O acordo do Governo com os professores garante o benefício político da cedência antes das eleições. Mas o grosso da factura para os contribuintes só aparece depois das eleições.

A chave política para a questão dos professores li-a há mais de uma semana no jornal Expresso (edição de 11 de Novembro): “Ao Expresso, Carlos Silva pediu ‘bom senso’ ao Governo lembrando que ‘foi com teimosias como estas que Maria de Lurdes Rodrigues fez o PS perder uma maioria absoluta’”.

Pela voz do líder da UGT fica claro como água o que está em causa na perspectiva dos caciques políticos e dos que dela fazem vida com o propósito único de conquistar ou manter poder.

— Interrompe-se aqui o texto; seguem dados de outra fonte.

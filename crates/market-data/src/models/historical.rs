use std::str::FromStr;
use std::time::Duration;

use chrono::{DateTime, Utc};
use rust_decimal::Decimal;
use serde::{Deserialize, Serialize};

/// One OHLCV bar of a historical series.
#[derive(Clone, Debug, PartialEq, Serialize, Deserialize)]
pub struct HistoricalPoint {
    #[serde(with = "chrono::serde::ts_milliseconds")]
    pub timestamp: DateTime<Utc>,
    pub open: Decimal,
    pub high: Decimal,
    pub low: Decimal,
    pub close: Decimal,
    pub volume: u64,
}

/// Bar interval for historical requests.
#[derive(Clone, Copy, Debug, Default, PartialEq, Eq, Hash, Serialize, Deserialize)]
pub enum Interval {
    #[serde(rename = "1min")]
    OneMinute,
    #[default]
    #[serde(rename = "5min")]
    FiveMinutes,
    #[serde(rename = "15min")]
    FifteenMinutes,
    #[serde(rename = "30min")]
    ThirtyMinutes,
    #[serde(rename = "60min")]
    Hourly,
    #[serde(rename = "daily")]
    Daily,
}

impl Interval {
    pub fn as_str(&self) -> &'static str {
        match self {
            Interval::OneMinute => "1min",
            Interval::FiveMinutes => "5min",
            Interval::FifteenMinutes => "15min",
            Interval::ThirtyMinutes => "30min",
            Interval::Hourly => "60min",
            Interval::Daily => "daily",
        }
    }

    /// Nominal bar length.
    pub fn duration(&self) -> Duration {
        match self {
            Interval::OneMinute => Duration::from_secs(60),
            Interval::FiveMinutes => Duration::from_secs(5 * 60),
            Interval::FifteenMinutes => Duration::from_secs(15 * 60),
            Interval::ThirtyMinutes => Duration::from_secs(30 * 60),
            Interval::Hourly => Duration::from_secs(60 * 60),
            Interval::Daily => Duration::from_secs(24 * 60 * 60),
        }
    }

    pub fn is_intraday(&self) -> bool {
        !matches!(self, Interval::Daily)
    }
}

impl std::fmt::Display for Interval {
    fn fmt(&self, f: &mut std::fmt::Formatter<'_>) -> std::fmt::Result {
        f.write_str(self.as_str())
    }
}

impl FromStr for Interval {
    type Err = String;

    fn from_str(s: &str) -> Result<Self, Self::Err> {
        match s.trim().to_lowercase().as_str() {
            "1min" => Ok(Interval::OneMinute),
            "5min" => Ok(Interval::FiveMinutes),
            "15min" => Ok(Interval::FifteenMinutes),
            "30min" => Ok(Interval::ThirtyMinutes),
            "60min" | "1h" => Ok(Interval::Hourly),
            "daily" | "1d" => Ok(Interval::Daily),
            other => Err(format!("Unknown interval: {}", other)),
        }
    }
}

/// Sort a series ascending by timestamp and drop duplicate timestamps,
/// keeping the last occurrence.
pub fn normalize_series(mut points: Vec<HistoricalPoint>) -> Vec<HistoricalPoint> {
    // Stable sort keeps input order among equal timestamps.
    points.sort_by(|a, b| a.timestamp.cmp(&b.timestamp));

    let mut out: Vec<HistoricalPoint> = Vec::with_capacity(points.len());
    for point in points {
        match out.last_mut() {
            Some(last) if last.timestamp == point.timestamp => *last = point,
            _ => out.push(point),
        }
    }
    out
}

#[cfg(test)]
mod tests {
    use super::*;
    use rust_decimal_macros::dec;

    fn point(ts_secs: i64, close: Decimal) -> HistoricalPoint {
        HistoricalPoint {
            timestamp: DateTime::from_timestamp(ts_secs, 0).unwrap(),
            open: close,
            high: close,
            low: close,
            close,
            volume: 10,
        }
    }

    #[test]
    fn test_normalize_sorts_and_dedups() {
        let series = normalize_series(vec![
            point(300, dec!(3)),
            point(100, dec!(1)),
            point(200, dec!(2)),
            point(100, dec!(1.5)),
        ]);

        assert_eq!(series.len(), 3);
        assert_eq!(series[0].timestamp.timestamp(), 100);
        assert_eq!(series[0].close, dec!(1.5));
        assert_eq!(series[2].timestamp.timestamp(), 300);
    }

    #[test]
    fn test_interval_round_trip_strings() {
        for interval in [
            Interval::OneMinute,
            Interval::FiveMinutes,
            Interval::FifteenMinutes,
            Interval::ThirtyMinutes,
            Interval::Hourly,
            Interval::Daily,
        ] {
            assert_eq!(interval.as_str().parse::<Interval>().unwrap(), interval);
        }
        assert!("weekly".parse::<Interval>().is_err());
    }

    #[test]
    fn test_interval_duration() {
        assert_eq!(Interval::FiveMinutes.duration(), Duration::from_secs(300));
        assert!(Interval::Hourly.is_intraday());
        assert!(!Interval::Daily.is_intraday());
    }
}
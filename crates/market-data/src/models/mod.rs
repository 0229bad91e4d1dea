//! Market data models
//!
//! - `types` - Provider identifiers, data kinds and the synthetic source tag
//! - `quote` - Normalized real-time quote
//! - `historical` - OHLCV bars and bar intervals
//! - `indicator` - Technical indicator kinds and points

mod historical;
mod indicator;
mod quote;
mod types;

pub use historical::{normalize_series, HistoricalPoint, Interval};
pub use indicator::{
    latest_first, IndicatorKind, IndicatorPoint, IndicatorValue, MACD_PERIODS,
    MAX_INDICATOR_POINTS,
};
pub use quote::{change_percent, Quote};
pub use types::{DataKind, ProviderId, SYNTHETIC_SOURCE};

Não sabem bem para quê, além da defesa dos seus próprios interesses e das corporações a que pertencem, e a última coisa com que se preocupam é que esse seu objectivo seja alcançado à custa dos contribuintes, da saúde da economia ou, no limite, das bancarrotas do país.

O que passou com a gestão do mais recente conflito com a classe dos professores é sintomática disto mesmo.

Há muitos, muitos anos que se sabe que as regras para a evolução na carreira dos professores são, entre várias outras, três coisas.

  1. A primeira é que são um atentado à inteligência de todos, porque nos querem fazer crer que não há, entre os cerca de 100 mil professores, um só incompetente ou, pelo menos, sofrível. Nem um, para amostra. Todos, sem excepção, atingem o topo de carreira e o respectivo ordenado. Basta que deixem passar o tempo, que é igual para todos – competentes e incompetentes.
  2. A segunda decorre desta e é o mais completo contra senso na gestão de pessoas. Os primeiros penalizados por este comunismo laboral já fora de época são os professores competentes, empenhados e que cumprem bem a sua função – acredito, sem esforço, que são uma larga maioria mas nem isso sabemos porque não há avaliações dignas desse nome. Se um professor competente tem a seu lado um incompetente que errou na profissão, que motivação tem para o ser se, ano após ano, seguem os dois a par na evolução na carreira e na folha de ordenado?
  3. A terceira é a ruína destas regras para os contribuintes que, pobres coitados, não têm um sindicato que vá para a rua defender os seus interesses. Este regabofe que se arrasta há décadas é pago, convém sempre lembrá-lo, pelos impostos pagos pelos outros trabalhadores. E se estes forem trabalhadores do sector privado até correm o risco de ir parar ao desemprego, ainda que sejam competentes, se estas e outras coisas no Estado correrem demasiado mal, como aconteceu no início da década.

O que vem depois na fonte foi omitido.